* What this task involves *
Show every line of the data that includes the word "been".

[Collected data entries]
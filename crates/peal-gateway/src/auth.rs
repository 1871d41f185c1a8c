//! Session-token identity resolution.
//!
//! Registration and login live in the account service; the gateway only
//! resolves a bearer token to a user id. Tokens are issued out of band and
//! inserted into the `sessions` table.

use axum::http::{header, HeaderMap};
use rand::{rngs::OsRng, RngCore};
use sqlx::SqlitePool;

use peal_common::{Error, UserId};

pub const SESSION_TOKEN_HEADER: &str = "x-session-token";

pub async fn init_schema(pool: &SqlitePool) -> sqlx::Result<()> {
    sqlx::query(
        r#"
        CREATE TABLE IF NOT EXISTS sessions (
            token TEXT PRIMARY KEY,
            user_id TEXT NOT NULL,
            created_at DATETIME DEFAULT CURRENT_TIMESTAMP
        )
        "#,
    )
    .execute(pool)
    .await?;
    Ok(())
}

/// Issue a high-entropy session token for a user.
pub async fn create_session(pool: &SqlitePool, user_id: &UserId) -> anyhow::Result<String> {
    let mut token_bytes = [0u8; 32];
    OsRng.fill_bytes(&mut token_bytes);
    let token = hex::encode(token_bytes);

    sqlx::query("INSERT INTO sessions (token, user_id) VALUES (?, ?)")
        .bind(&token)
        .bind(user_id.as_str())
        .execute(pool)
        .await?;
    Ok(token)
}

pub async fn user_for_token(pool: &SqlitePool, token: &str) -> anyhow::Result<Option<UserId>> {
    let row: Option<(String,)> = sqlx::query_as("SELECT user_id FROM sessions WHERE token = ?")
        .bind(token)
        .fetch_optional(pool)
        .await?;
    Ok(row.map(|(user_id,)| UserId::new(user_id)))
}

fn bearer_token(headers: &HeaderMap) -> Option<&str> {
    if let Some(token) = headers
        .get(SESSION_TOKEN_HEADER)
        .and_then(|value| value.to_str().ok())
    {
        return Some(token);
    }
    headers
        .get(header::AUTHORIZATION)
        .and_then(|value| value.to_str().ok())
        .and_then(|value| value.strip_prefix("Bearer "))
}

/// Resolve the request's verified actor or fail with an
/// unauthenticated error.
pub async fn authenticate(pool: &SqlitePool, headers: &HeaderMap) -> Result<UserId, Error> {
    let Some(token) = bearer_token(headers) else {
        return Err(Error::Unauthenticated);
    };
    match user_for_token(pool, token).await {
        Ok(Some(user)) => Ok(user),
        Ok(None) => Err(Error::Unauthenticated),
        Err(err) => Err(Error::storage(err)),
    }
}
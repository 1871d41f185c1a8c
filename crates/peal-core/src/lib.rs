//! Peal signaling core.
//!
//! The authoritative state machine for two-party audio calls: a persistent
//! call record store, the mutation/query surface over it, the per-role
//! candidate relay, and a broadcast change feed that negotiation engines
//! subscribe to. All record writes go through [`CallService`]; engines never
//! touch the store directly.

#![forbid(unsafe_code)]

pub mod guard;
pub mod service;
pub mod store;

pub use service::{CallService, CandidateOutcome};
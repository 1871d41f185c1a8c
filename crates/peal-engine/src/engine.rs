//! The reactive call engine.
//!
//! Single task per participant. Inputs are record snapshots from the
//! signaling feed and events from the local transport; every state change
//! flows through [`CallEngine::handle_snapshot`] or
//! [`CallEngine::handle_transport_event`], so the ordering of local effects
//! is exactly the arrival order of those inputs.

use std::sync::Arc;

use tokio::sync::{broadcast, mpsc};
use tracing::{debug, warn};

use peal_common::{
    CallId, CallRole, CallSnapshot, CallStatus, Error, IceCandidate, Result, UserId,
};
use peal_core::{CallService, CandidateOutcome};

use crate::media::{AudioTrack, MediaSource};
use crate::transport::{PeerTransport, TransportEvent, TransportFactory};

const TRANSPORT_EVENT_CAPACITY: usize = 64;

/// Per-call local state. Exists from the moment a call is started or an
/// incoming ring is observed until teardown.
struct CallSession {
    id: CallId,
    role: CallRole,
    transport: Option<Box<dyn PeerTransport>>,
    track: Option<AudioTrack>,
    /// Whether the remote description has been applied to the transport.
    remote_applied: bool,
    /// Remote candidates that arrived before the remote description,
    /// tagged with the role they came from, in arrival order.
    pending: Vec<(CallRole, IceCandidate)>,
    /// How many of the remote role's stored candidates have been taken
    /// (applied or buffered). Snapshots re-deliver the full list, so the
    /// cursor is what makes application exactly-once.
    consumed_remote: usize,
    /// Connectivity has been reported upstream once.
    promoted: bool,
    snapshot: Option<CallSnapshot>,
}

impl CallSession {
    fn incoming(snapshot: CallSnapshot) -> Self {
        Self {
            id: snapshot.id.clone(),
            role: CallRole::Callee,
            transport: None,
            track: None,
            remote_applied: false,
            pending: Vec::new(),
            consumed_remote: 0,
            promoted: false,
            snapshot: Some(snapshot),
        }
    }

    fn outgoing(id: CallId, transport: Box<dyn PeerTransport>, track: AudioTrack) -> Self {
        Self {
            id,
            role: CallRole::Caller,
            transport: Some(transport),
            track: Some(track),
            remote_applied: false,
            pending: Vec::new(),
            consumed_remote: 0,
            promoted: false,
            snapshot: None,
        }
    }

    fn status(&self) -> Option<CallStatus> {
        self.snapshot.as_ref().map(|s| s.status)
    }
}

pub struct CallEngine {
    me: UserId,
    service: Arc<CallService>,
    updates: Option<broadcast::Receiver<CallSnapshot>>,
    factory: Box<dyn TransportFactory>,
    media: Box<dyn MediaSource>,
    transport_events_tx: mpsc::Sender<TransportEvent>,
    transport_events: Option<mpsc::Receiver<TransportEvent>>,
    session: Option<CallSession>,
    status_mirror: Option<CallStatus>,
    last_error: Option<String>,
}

* Response *
    /// Whether the remote description has been applied to the transport.
    /// How many of the remote role's stored candidates have been taken
    /// Connectivity has been reported upstream once.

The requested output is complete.